_The task_: The job is to find each line in the entries holding the string "CorruptedValue" and copy that line.

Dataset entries
########################################
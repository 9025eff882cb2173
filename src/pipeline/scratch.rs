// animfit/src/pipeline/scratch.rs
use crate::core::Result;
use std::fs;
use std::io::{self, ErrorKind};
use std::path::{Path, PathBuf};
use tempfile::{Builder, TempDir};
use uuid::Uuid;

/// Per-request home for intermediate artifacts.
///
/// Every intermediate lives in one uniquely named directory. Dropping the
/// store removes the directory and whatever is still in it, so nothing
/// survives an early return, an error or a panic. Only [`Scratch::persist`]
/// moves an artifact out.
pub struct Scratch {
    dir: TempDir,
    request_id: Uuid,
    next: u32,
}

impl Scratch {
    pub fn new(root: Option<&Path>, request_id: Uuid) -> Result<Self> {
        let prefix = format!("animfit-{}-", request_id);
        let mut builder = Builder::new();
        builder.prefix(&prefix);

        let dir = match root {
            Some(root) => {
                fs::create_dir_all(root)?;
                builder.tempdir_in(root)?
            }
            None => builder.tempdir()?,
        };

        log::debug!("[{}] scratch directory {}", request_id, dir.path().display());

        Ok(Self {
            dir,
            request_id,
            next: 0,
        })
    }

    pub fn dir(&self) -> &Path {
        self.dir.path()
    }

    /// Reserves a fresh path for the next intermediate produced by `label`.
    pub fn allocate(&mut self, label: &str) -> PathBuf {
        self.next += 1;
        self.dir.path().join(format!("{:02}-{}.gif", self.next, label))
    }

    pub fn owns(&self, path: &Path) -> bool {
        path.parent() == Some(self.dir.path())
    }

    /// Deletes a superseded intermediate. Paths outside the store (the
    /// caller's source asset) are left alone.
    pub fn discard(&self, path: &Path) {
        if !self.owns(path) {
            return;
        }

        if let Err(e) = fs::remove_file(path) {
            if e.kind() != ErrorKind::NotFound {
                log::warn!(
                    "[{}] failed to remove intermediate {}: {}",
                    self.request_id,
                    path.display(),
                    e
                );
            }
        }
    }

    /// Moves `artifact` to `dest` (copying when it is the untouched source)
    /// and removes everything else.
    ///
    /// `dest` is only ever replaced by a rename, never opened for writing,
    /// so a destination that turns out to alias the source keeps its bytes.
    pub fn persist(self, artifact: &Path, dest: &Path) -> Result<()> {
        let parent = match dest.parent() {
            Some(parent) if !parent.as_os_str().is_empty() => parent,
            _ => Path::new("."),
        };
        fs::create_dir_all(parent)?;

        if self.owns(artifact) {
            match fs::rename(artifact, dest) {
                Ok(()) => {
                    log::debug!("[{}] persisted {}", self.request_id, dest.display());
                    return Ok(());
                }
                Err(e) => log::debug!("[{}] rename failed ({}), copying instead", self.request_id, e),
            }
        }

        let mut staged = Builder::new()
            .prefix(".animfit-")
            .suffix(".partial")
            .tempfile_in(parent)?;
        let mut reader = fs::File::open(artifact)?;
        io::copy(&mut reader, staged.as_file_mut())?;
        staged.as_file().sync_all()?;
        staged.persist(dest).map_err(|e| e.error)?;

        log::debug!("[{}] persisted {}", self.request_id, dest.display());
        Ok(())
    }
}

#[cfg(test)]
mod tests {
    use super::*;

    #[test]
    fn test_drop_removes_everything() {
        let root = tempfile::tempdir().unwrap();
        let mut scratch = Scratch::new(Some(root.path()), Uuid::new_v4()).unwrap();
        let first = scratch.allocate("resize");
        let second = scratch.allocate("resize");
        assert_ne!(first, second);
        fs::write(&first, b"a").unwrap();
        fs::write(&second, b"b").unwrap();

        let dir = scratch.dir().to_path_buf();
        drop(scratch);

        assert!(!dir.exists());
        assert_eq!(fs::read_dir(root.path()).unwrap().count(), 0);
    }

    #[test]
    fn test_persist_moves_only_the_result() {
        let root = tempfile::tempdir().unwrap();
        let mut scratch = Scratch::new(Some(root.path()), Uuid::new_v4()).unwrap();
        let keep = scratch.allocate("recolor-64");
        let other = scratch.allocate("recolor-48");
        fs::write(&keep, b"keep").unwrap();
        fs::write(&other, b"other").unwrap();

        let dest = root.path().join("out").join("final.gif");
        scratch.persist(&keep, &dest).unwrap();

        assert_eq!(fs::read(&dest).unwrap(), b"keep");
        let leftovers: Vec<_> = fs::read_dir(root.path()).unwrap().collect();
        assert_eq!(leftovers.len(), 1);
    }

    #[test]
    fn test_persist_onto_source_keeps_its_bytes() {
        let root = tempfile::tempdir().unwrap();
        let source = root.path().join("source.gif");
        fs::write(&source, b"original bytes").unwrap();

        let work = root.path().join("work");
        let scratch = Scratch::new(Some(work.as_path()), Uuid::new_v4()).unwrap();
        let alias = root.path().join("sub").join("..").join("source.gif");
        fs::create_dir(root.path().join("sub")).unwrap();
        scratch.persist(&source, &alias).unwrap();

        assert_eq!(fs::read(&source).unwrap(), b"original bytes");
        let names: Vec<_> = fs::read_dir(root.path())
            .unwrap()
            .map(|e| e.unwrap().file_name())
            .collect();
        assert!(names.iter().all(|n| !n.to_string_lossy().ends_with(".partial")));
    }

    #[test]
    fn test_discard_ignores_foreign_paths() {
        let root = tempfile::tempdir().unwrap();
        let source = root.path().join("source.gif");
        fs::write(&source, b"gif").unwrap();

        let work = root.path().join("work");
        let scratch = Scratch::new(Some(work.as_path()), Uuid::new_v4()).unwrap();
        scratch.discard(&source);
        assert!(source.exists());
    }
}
########################################
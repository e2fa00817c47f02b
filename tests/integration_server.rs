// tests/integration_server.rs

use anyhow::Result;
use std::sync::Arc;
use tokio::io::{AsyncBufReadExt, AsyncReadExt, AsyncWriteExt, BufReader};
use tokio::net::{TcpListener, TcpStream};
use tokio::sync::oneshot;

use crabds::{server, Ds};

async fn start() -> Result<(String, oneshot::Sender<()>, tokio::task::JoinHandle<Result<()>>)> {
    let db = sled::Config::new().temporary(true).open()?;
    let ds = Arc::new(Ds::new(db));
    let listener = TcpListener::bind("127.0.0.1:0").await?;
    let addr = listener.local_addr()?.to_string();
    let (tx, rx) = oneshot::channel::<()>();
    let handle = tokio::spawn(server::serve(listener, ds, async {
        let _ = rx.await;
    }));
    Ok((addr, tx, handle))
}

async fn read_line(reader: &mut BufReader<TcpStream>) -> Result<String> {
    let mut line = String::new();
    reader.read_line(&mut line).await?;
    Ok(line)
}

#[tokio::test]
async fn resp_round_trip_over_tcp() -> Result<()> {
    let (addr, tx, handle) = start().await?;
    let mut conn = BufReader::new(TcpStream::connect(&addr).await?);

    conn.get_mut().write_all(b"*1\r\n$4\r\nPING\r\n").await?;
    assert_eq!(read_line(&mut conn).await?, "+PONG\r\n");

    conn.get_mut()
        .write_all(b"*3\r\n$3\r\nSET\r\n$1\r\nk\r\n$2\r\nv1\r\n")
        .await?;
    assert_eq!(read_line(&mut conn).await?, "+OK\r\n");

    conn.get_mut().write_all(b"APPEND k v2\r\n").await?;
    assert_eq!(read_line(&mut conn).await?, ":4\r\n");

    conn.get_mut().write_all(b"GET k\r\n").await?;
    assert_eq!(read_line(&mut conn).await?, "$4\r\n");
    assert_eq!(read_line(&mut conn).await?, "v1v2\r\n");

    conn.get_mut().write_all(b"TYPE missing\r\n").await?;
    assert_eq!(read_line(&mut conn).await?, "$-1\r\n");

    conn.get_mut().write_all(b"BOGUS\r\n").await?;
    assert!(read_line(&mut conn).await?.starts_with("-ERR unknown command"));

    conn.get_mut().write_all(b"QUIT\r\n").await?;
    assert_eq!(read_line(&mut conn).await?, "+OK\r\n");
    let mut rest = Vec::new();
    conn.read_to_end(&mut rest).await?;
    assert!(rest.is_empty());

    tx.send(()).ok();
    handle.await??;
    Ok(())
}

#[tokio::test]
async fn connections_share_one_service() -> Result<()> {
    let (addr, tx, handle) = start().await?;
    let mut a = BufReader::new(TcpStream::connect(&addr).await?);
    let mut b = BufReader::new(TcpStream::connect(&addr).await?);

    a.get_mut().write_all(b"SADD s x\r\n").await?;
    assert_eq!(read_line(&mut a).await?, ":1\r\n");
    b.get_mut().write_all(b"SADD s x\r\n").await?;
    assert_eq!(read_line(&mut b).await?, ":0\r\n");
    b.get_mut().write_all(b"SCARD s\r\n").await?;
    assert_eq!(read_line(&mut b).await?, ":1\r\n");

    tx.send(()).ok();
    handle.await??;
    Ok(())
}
########################################
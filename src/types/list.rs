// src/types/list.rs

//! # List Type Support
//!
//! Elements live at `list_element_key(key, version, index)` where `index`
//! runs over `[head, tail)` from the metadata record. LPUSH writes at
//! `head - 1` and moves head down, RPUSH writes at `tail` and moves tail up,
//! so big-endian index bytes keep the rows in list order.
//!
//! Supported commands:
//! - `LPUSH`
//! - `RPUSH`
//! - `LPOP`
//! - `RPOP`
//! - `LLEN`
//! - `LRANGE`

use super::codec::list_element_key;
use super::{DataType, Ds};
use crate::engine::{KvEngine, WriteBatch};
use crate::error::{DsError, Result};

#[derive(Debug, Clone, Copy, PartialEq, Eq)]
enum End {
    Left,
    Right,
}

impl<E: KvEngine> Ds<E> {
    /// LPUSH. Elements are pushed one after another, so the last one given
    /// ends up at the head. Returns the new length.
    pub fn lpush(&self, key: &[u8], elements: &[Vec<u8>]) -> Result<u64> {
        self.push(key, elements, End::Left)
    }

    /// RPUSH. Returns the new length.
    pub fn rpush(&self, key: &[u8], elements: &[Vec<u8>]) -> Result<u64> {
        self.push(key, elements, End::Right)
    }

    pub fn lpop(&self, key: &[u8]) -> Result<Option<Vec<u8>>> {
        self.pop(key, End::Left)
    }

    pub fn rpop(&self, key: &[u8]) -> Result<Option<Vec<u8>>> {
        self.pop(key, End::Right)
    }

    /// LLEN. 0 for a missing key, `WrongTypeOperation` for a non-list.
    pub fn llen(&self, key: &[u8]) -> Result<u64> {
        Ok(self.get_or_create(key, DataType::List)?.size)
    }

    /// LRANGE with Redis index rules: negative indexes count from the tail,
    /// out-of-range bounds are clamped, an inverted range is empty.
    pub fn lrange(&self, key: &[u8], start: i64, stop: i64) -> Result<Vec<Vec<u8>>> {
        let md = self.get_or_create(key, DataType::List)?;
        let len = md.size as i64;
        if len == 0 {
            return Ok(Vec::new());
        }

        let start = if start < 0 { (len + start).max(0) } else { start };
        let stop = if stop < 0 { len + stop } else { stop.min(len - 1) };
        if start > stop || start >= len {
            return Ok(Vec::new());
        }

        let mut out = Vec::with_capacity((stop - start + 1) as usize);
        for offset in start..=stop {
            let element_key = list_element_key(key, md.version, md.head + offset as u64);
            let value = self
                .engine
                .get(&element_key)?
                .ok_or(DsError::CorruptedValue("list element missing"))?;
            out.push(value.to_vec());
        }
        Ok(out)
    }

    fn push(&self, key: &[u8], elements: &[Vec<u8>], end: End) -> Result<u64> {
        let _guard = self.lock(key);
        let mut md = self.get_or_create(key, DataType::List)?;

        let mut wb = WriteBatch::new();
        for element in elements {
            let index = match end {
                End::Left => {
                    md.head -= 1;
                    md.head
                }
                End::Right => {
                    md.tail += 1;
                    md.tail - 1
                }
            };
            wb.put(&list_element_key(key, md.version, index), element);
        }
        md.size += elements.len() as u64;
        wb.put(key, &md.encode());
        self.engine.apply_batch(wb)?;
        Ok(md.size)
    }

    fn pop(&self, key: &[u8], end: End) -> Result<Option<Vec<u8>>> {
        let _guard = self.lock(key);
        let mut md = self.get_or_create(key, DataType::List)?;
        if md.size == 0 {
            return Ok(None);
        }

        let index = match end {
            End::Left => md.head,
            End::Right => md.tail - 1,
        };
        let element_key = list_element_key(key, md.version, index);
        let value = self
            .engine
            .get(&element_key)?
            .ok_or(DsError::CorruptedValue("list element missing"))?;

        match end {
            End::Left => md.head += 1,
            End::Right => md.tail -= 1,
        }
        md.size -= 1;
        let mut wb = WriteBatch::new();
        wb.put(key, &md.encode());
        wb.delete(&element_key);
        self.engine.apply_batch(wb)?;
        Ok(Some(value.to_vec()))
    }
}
########################################
_Output for this exercise_:
                .ok_or(DsError::CorruptedValue("list element missing"))?;
            .ok_or(DsError::CorruptedValue("list element missing"))?;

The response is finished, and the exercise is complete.